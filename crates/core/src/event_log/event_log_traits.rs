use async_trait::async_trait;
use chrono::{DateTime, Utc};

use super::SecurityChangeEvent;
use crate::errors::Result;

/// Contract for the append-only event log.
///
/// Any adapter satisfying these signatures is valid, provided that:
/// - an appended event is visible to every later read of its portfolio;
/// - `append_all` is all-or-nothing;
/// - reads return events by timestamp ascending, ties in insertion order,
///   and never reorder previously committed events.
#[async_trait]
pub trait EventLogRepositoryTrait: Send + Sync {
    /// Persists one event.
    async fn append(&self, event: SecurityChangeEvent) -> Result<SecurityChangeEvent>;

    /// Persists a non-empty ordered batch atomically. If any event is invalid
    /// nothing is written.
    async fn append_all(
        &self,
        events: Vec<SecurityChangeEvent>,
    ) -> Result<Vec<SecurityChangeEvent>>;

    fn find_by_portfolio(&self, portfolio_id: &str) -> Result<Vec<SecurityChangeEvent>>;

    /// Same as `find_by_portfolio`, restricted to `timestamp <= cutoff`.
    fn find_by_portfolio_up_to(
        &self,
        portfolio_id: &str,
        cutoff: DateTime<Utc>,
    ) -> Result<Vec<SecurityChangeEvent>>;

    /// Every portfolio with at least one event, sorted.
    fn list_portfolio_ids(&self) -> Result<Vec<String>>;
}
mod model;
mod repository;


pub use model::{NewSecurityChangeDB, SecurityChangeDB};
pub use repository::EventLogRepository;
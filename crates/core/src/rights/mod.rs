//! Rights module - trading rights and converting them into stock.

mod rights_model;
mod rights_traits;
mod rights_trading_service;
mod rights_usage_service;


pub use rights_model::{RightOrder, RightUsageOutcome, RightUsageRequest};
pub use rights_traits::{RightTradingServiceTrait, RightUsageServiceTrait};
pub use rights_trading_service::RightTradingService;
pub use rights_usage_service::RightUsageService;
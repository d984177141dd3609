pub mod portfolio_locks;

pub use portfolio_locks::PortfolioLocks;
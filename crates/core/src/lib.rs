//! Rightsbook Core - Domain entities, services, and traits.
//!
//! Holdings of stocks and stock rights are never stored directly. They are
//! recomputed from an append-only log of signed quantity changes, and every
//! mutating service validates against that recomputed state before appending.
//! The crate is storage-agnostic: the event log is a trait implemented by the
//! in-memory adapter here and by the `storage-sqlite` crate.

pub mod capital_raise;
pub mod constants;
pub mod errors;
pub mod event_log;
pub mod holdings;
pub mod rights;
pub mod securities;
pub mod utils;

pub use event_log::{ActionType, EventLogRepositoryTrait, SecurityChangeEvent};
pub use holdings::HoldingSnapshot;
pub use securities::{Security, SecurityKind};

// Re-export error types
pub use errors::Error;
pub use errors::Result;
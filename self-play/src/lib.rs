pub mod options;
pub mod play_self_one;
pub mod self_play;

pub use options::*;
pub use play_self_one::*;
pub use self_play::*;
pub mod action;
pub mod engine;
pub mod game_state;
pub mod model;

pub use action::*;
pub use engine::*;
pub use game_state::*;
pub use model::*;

--

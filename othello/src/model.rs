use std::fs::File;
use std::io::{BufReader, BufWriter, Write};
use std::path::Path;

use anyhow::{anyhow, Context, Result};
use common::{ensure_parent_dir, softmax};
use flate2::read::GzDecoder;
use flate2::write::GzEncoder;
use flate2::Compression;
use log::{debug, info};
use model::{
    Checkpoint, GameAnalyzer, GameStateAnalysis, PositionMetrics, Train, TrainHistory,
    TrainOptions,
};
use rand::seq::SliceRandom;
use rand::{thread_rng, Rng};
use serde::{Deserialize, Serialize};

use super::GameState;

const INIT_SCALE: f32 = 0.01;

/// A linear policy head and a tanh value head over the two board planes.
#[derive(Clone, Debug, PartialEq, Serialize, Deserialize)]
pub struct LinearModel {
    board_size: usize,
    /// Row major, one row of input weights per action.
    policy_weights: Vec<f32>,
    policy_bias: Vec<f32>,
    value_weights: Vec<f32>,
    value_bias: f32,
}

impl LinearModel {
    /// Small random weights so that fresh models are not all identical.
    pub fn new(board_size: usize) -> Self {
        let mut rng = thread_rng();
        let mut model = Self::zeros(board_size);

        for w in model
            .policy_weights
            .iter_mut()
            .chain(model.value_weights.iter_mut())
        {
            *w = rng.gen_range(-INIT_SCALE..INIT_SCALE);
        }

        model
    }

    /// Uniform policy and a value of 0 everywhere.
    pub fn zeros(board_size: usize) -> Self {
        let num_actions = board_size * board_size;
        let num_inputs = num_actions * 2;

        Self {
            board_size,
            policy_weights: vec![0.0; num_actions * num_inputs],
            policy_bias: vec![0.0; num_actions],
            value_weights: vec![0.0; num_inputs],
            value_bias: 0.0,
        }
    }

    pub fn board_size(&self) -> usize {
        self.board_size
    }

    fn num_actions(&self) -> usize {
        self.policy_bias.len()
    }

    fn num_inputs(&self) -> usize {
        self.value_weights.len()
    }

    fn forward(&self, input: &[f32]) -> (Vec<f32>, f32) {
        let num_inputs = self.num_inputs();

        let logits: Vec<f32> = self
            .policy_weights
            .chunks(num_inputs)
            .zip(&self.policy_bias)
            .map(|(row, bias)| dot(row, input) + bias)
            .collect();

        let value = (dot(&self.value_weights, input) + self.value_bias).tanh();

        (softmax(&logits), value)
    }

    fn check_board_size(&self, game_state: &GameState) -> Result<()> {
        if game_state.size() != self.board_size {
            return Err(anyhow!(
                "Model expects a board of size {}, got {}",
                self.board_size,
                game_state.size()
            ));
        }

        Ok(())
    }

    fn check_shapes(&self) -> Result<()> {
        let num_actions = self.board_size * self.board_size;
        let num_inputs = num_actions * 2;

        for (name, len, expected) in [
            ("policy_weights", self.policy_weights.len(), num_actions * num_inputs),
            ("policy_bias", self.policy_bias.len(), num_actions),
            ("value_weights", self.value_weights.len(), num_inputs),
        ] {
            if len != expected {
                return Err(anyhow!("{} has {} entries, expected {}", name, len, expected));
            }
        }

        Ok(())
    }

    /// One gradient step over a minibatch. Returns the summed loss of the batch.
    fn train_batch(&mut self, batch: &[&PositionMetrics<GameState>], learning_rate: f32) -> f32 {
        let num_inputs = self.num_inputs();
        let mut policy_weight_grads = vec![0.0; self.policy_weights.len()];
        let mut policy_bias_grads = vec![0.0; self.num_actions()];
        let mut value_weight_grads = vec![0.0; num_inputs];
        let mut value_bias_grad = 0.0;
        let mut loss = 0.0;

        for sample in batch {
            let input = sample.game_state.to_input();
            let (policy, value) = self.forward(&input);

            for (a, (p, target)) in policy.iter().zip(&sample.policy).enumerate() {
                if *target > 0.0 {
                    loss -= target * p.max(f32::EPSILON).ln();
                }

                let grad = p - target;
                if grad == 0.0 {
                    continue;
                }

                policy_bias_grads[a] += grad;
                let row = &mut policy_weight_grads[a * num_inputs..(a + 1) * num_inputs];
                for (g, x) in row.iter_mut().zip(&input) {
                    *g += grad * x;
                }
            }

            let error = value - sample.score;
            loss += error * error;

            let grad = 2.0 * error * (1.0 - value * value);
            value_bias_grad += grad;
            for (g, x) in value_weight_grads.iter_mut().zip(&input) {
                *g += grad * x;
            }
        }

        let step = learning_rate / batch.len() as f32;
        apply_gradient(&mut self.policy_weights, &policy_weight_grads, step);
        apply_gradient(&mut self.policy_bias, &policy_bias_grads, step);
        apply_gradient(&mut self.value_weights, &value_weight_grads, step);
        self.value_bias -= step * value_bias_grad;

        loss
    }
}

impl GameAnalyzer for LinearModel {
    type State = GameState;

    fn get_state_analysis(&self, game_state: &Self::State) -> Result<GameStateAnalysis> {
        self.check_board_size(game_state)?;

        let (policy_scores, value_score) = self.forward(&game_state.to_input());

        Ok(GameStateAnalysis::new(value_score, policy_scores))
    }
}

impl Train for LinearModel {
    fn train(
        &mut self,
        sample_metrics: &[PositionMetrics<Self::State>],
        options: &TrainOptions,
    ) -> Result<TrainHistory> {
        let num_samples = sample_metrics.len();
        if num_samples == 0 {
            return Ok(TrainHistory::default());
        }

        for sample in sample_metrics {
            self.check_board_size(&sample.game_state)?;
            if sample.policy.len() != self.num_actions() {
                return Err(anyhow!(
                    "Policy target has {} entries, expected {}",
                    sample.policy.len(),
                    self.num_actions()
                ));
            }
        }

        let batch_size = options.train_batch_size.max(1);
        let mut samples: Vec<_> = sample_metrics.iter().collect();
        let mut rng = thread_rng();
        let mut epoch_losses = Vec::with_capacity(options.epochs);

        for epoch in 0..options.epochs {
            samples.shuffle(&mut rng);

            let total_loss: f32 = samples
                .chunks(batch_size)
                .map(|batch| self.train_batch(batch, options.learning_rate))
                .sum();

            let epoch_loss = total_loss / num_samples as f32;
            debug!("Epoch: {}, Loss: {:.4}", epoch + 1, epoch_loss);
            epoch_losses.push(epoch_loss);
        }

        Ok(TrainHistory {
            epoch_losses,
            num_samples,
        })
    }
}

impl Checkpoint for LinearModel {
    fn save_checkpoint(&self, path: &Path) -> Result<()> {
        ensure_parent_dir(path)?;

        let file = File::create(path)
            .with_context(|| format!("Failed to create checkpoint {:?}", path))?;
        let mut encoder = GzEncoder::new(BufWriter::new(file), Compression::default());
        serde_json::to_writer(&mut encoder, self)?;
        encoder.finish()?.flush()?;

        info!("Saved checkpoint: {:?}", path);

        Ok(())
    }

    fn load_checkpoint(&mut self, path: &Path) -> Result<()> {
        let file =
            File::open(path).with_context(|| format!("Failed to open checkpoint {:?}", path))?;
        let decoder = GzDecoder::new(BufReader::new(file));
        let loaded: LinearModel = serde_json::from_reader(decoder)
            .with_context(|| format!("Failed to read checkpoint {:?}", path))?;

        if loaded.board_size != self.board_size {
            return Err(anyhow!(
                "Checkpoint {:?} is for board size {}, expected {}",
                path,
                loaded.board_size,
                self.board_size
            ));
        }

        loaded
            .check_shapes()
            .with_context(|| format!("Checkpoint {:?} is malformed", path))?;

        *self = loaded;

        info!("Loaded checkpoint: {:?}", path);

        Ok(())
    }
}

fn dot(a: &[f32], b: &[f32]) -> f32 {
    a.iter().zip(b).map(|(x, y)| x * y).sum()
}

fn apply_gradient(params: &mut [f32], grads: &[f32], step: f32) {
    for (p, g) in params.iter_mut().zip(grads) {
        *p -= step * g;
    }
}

...

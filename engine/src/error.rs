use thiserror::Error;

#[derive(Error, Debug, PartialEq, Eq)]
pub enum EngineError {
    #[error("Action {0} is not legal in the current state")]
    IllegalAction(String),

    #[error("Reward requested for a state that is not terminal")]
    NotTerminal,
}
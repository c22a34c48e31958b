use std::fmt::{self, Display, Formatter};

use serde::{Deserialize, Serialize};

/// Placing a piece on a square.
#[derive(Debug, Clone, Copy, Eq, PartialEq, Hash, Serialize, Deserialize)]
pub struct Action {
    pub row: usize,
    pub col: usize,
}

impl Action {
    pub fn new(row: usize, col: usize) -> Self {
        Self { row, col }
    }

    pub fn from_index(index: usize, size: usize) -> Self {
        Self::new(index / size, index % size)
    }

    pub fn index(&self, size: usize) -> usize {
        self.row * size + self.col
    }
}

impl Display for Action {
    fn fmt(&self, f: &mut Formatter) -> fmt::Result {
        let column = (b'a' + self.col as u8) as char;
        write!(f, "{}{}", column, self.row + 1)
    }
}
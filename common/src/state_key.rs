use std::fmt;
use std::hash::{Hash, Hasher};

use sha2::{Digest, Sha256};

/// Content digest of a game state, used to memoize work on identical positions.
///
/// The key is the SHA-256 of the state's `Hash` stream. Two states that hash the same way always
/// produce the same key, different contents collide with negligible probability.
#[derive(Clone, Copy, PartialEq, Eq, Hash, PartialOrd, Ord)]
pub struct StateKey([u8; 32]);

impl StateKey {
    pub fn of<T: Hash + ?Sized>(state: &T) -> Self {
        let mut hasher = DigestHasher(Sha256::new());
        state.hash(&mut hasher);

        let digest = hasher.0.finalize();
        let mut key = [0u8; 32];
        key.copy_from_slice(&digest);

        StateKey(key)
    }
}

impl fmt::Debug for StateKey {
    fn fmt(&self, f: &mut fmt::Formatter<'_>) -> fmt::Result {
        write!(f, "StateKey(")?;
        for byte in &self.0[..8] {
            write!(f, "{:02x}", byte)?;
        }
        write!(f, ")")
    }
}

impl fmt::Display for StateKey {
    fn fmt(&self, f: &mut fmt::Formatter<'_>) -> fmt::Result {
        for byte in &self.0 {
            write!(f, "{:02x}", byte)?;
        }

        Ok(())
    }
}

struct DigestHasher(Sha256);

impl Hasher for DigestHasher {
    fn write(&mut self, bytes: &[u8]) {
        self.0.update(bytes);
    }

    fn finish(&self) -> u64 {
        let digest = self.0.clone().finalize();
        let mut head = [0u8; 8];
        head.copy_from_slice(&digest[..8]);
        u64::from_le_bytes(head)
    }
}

Activity:
Return only the number of lines in the listing that contain the word "EventLogRepositoryTrait".

Result of this task:
2